Like only “either or outcomes”, “Will I get the job?” No, Yes, Maybe doesn’t enter in. I’ve been told I am a Pessimist. the kind of person who see’s the glass of Coffee as half empty and mourns for the rest of the day… but rather, I like to think, I am the person who see’s the Coffee, and after drinking it to shut everyone up, knocks it to the floor breaking any other chance of that silly black or white answer. But that’s not reality as fun as it may be to think of. I am a pessimist, brought about by many years of over thought situations that still hang in the air, unfinished and shoved under the unmovable rug of time. I guess, after this whole thought process, I know the feeling when Ana takes over my brain, I get this deep feeling, like an ever growing hole in my soul. feeling empty, void of rational thought and sense, a feeling like I’m missing something.
When this happens, before I gained wisdom from my inpatient stay, I would do something that Ana wants me to do, anything it tells me just to stop this sad, sticky feeling. tonight, I am happy to write, I did not give in. I decided to restart my day (not in a literal sense) I restarted my morning routine. I made coffee, it’s simple. but the time and motion my body had to take to scoop the beans into a fresh filter and pour the water into the machine; gave me enough time to let that feeling pass, without harm to my body or my mind, I began to focus on the here and now, I talked out loud; what I was feeling? Why was I feeling thus?
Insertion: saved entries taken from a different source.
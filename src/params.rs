use anyhow::Result;
use serde::{Deserialize, Serialize};

/// Parameters for the binary-choice activation model: two leaky accumulators
/// with mutual inhibition, driven by constant inputs plus per-step Gaussian
/// noise on each input.
#[derive(Debug, Clone, Serialize, Deserialize)]
#[serde(default)]
pub struct BinaryChoiceParams {
    pub h: f64,       // step size
    pub d: f64,       // duration
    pub y1_0: f64,    // y1 initial condition
    pub y2_0: f64,    // y2 initial condition
    pub i1: f64,      // input signal to y1
    pub i2: f64,      // input signal to y2
    pub w1: f64,      // inhibition weight from y1 to y2
    pub w2: f64,      // inhibition weight from y2 to y1
    pub l1: f64,      // leak (decay) term for y1
    pub l2: f64,      // leak (decay) term for y2
    pub std_dev: f64, // standard deviation for input noise
    pub seed: u64,    // noise seed
}

impl Default for BinaryChoiceParams {
    fn default() -> Self {
        Self {
            h: 0.2,
            d: 10.0,
            y1_0: 0.0,
            y2_0: 0.0,
            i1: 0.4,
            i2: 0.4,
            w1: 0.5,
            w2: 0.5,
            l1: 0.2,
            l2: 0.2,
            std_dev: 0.1,
            seed: 3,
        }
    }
}

impl BinaryChoiceParams {
    /// Number of time samples including t=0.
    pub fn grid_len(&self) -> usize {
        (self.d / self.h).ceil() as usize
    }

    pub fn validate(&self) -> Result<()> {
        validate_grid(self.h, self.d)?;
        validate_std_dev(self.std_dev)
    }
}

/// Parameters for the nest-choice transfer model: direct ant-to-ant transfer
/// between two nests plus recruitment from an unconverted source pool, with
/// leakage back to the source.
#[derive(Debug, Clone, Serialize, Deserialize)]
#[serde(default)]
pub struct NestTransferParams {
    pub h: f64,          // step size
    pub d: f64,          // duration
    pub population: f64, // total population
    pub y1_0: f64,       // nest 1 initial size
    pub y2_0: f64,       // nest 2 initial size
    pub q1: f64,         // quality of nest 1
    pub q2: f64,         // quality of nest 2
    pub r1: f64,         // rate of directly switching from nest 1 to nest 2
    pub r2: f64,         // rate of directly switching from nest 2 to nest 1
    pub r1_prime: f64,   // rate of recruitment from the source to nest 1
    pub r2_prime: f64,   // rate of recruitment from the source to nest 2
    pub l1: f64,         // rate of leaking from nest 1 back to the source
    pub l2: f64,         // rate of leaking from nest 2 back to the source
    pub std_dev: f64,    // standard deviation for rate noise
    pub seed: u64,       // noise seed
}

impl Default for NestTransferParams {
    fn default() -> Self {
        Self {
            h: 0.05,
            d: 10.0,
            population: 100.0,
            y1_0: 0.0,
            y2_0: 0.0,
            q1: 0.4,
            q2: 0.4,
            r1: 0.3,
            r2: 0.3,
            r1_prime: 0.1,
            r2_prime: 0.1,
            l1: 0.2,
            l2: 0.2,
            std_dev: 0.05,
            seed: 3,
        }
    }
}

impl NestTransferParams {
    /// Number of time samples including t=0. This variant truncates rather
    /// than rounding up; the two differ when d/h is not exactly
    /// representable (10/0.05 lands just below 200 and truncates to 199).
    pub fn grid_len(&self) -> usize {
        (self.d / self.h) as usize
    }

    pub fn validate(&self) -> Result<()> {
        validate_grid(self.h, self.d)?;
        validate_population(self.population)?;
        validate_std_dev(self.std_dev)
    }
}

/// Parameters for the indirect nest-choice model: recruitment into each nest
/// is proportional to the source pool itself, with no inter-nest transfer.
#[derive(Debug, Clone, Serialize, Deserialize)]
#[serde(default)]
pub struct NestIndirectParams {
    pub h: f64,
    pub d: f64,
    pub population: f64,
    pub y1_0: f64,
    pub y2_0: f64,
    pub q1: f64,
    pub q2: f64,
    pub r1_prime: f64,
    pub r2_prime: f64,
    pub l1: f64,
    pub l2: f64,
    pub std_dev: f64,
    pub seed: u64,
}

impl Default for NestIndirectParams {
    fn default() -> Self {
        Self {
            h: 0.05,
            d: 10.0,
            population: 100.0,
            y1_0: 0.0,
            y2_0: 0.0,
            q1: 0.4,
            q2: 0.4,
            r1_prime: 0.1,
            r2_prime: 0.1,
            l1: 0.2,
            l2: 0.2,
            std_dev: 0.05,
            seed: 3,
        }
    }
}

impl NestIndirectParams {
    /// Number of time samples including t=0.
    pub fn grid_len(&self) -> usize {
        (self.d / self.h).ceil() as usize
    }

    pub fn validate(&self) -> Result<()> {
        validate_grid(self.h, self.d)?;
        validate_population(self.population)?;
        validate_std_dev(self.std_dev)
    }
}

/// Parameters for the direct nest-choice model: like the indirect model but
/// with a product transfer term scaled by the difference of the two direct
/// switching rates.
#[derive(Debug, Clone, Serialize, Deserialize)]
#[serde(default)]
pub struct NestDirectParams {
    pub h: f64,
    pub d: f64,
    pub population: f64,
    pub y1_0: f64,
    pub y2_0: f64,
    pub q1: f64,
    pub q2: f64,
    pub r1: f64,
    pub r2: f64,
    pub r1_prime: f64,
    pub r2_prime: f64,
    pub l1: f64,
    pub l2: f64,
    pub std_dev: f64,
    pub seed: u64,
}

impl Default for NestDirectParams {
    fn default() -> Self {
        Self {
            h: 0.05,
            d: 10.0,
            population: 100.0,
            y1_0: 0.0,
            y2_0: 0.0,
            q1: 0.4,
            q2: 0.4,
            r1: 0.2,
            r2: 0.2,
            r1_prime: 0.1,
            r2_prime: 0.1,
            l1: 0.2,
            l2: 0.2,
            std_dev: 0.05,
            seed: 3,
        }
    }
}

impl NestDirectParams {
    /// Number of time samples including t=0. Truncating, like the transfer
    /// variant.
    pub fn grid_len(&self) -> usize {
        (self.d / self.h) as usize
    }

    pub fn validate(&self) -> Result<()> {
        validate_grid(self.h, self.d)?;
        validate_population(self.population)?;
        validate_std_dev(self.std_dev)
    }
}

/// Parameters for the gaze-biased activation model: the binary-choice form
/// plus a gaze input active only during [gaze_start, gaze_end]. The gaze
/// location jitters with its own noise distribution each active step.
#[derive(Debug, Clone, Serialize, Deserialize)]
#[serde(default)]
pub struct GazeParams {
    pub h: f64,
    pub d: f64,
    pub y1_0: f64,
    pub y2_0: f64,
    pub i1: f64,         // input to y1
    pub i2: f64,         // input to y2
    pub g: f64,          // maximum gaze input
    pub gaze_start: f64, // start time for the gaze window
    pub gaze_end: f64,   // end time for the gaze window
    pub a: f64,          // distance at which gaze activation falls to zero
    pub l1: f64,
    pub l2: f64,
    pub w1: f64,
    pub w2: f64,
    pub t1: f64,         // location of target 1
    pub t2: f64,         // location of target 2
    pub tg: f64,         // location of the gaze
    pub n_std_dev: f64,  // standard deviation for per-term noise
    pub g_std_dev: f64,  // standard deviation for gaze jitter
    pub seed: u64,
}

impl Default for GazeParams {
    fn default() -> Self {
        Self {
            h: 0.2,
            d: 30.0,
            y1_0: 0.0,
            y2_0: 0.0,
            i1: 0.05,
            i2: 0.05,
            g: 0.0,
            gaze_start: 0.0,
            gaze_end: 0.0,
            a: 5.0,
            l1: 0.2,
            l2: 0.2,
            w1: 0.3,
            w2: 0.3,
            t1: 45.0,
            t2: 135.0,
            tg: 45.0,
            n_std_dev: 0.1,
            g_std_dev: 0.1,
            seed: 32,
        }
    }
}

impl GazeParams {
    /// Number of time samples including t=0.
    pub fn grid_len(&self) -> usize {
        (self.d / self.h).ceil() as usize
    }

    pub fn validate(&self) -> Result<()> {
        validate_grid(self.h, self.d)?;
        validate_std_dev(self.n_std_dev)?;
        validate_std_dev(self.g_std_dev)
    }
}

fn validate_grid(h: f64, d: f64) -> Result<()> {
    if !(h > 0.0) {
        anyhow::bail!("step size must be positive, got {}", h);
    }
    if !(d > 0.0) {
        anyhow::bail!("duration must be positive, got {}", d);
    }
    Ok(())
}

fn validate_std_dev(std_dev: f64) -> Result<()> {
    if std_dev < 0.0 {
        anyhow::bail!("noise standard deviation must be non-negative, got {}", std_dev);
    }
    Ok(())
}

fn validate_population(population: f64) -> Result<()> {
    if population < 0.0 {
        anyhow::bail!("population must be non-negative, got {}", population);
    }
    Ok(())
}

#[cfg(test)]
mod tests {
    use super::*;

    #[test]
    fn default_grid_lengths() {
        // 10/0.2 sits just below 50 in binary floating point; ceil recovers 50.
        assert_eq!(BinaryChoiceParams::default().grid_len(), 50);
        assert_eq!(GazeParams::default().grid_len(), 150);
        // The truncating variants agree with (d/h) as usize by definition.
        let p = NestTransferParams::default();
        assert_eq!(p.grid_len(), (p.d / p.h) as usize);
    }

    #[test]
    fn grid_rules_differ_on_inexact_ratios() {
        let mut a = NestTransferParams::default();
        a.h = 0.25; // exactly representable: both rules give 40
        assert_eq!(a.grid_len(), 40);
        let mut b = NestIndirectParams::default();
        b.h = 0.25;
        assert_eq!(b.grid_len(), 40);
    }

    #[test]
    fn rejects_bad_grid_and_noise() {
        let mut p = BinaryChoiceParams::default();
        p.h = 0.0;
        assert!(p.validate().is_err());

        let mut p = BinaryChoiceParams::default();
        p.d = -1.0;
        assert!(p.validate().is_err());

        let mut p = NestTransferParams::default();
        p.std_dev = -0.1;
        assert!(p.validate().is_err());

        let mut p = GazeParams::default();
        p.g_std_dev = -0.5;
        assert!(p.validate().is_err());
    }
}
Then remembered my power in writing, to write is not just confronting Ana, it’s logging down the times I win, or loose, and what led to that point, Tonight, Right Now, I count as a win.
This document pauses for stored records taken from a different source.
//! Indirect nest-choice model: no transfer between nests; each nest recruits
//! from the source pool at a rate proportional to the pool itself.
//!
//!   y1' = S*(q1+n_q1) + y1*S*(r1'+n_r1') - y1*(l1+n_l1)
//!   y2' = S*(q2+n_q2) + y2*S*(r2'+n_r2') - y2*(l2+n_l2)
//!
//! Multiplying the recruitment term by S makes it vanish on its own when the
//! source is exhausted, so no explicit gate is needed here.

use anyhow::Result;
use rand::rngs::StdRng;
use rand::SeedableRng;

use crate::models::remaining_source_population;
use crate::noise::NestIndirectNoise;
use crate::params::NestIndirectParams;
use crate::rk4::{integrate, ResultSeries};

pub fn run(params: &NestIndirectParams) -> Result<ResultSeries> {
    params.validate()?;
    let n = params.grid_len();
    let mut rng = StdRng::seed_from_u64(params.seed);
    let noise = NestIndirectNoise::generate(&mut rng, params.std_dev, n)?;

    let p = params.clone();
    Ok(integrate(n, p.h, p.y1_0, p.y2_0, move |i, y1_i, y2_i| {
        let s = remaining_source_population(p.population, y1_i, y2_i);
        let q1 = p.q1 + noise.q1[i];
        let q2 = p.q2 + noise.q2[i];
        let rp1 = p.r1_prime + noise.r1_prime[i];
        let rp2 = p.r2_prime + noise.r2_prime[i];
        let l1 = p.l1 + noise.l1[i];
        let l2 = p.l2 + noise.l2[i];
        move |y1: f64, y2: f64| {
            (
                s * q1 + y1 * s * rp1 - y1 * l1,
                s * q2 + y2 * s * rp2 - y2 * l2,
            )
        }
    }))
}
I’ with a clear mind, will sip my black coffee as I confront the movie that triggered me, nothing is worse than fleeing from a trigger, leaving an unfinished situation to be swept under that unmovable rug of time, until the next trigger rears it’s head, If I stop myself and turn to face this trigger head on, it will not come back. New ones will, but the old ones will be ever recorded as faced, and defeated.
Though WE struggle daily, our minds are still just that, OURS. No disorder, Illness, or Person can take that away. They invade, twist and hurt, but at the end of the long day, as the snow falls outside in our cold, often sad world where Anxiety and memories rage war, WE can keep note, our minds, are OURS and nothing can take that from US. So, Dear Readers, keep up with your own version of making coffee, or talking out loud, wait out those moments of utter despair, face your triggers, be brave, for WE are never alone, The Strength of Our Gracious Heavenly Father, Who Will Never Leave US, Or Forsake US Is always there.
HE alone can calm your racing and troubled mind. For all WE have to do is Open OUR hands and receive the Gift Of HIS peace, Is Ana stronger than GOD? By No Means, then God is surely the One to change the twisted sad thoughts of our empty souls, filling us with the Love of His Fatherly Divine Goodness and Mercy. What a Comfort it is, to know WE are not in this fight alone.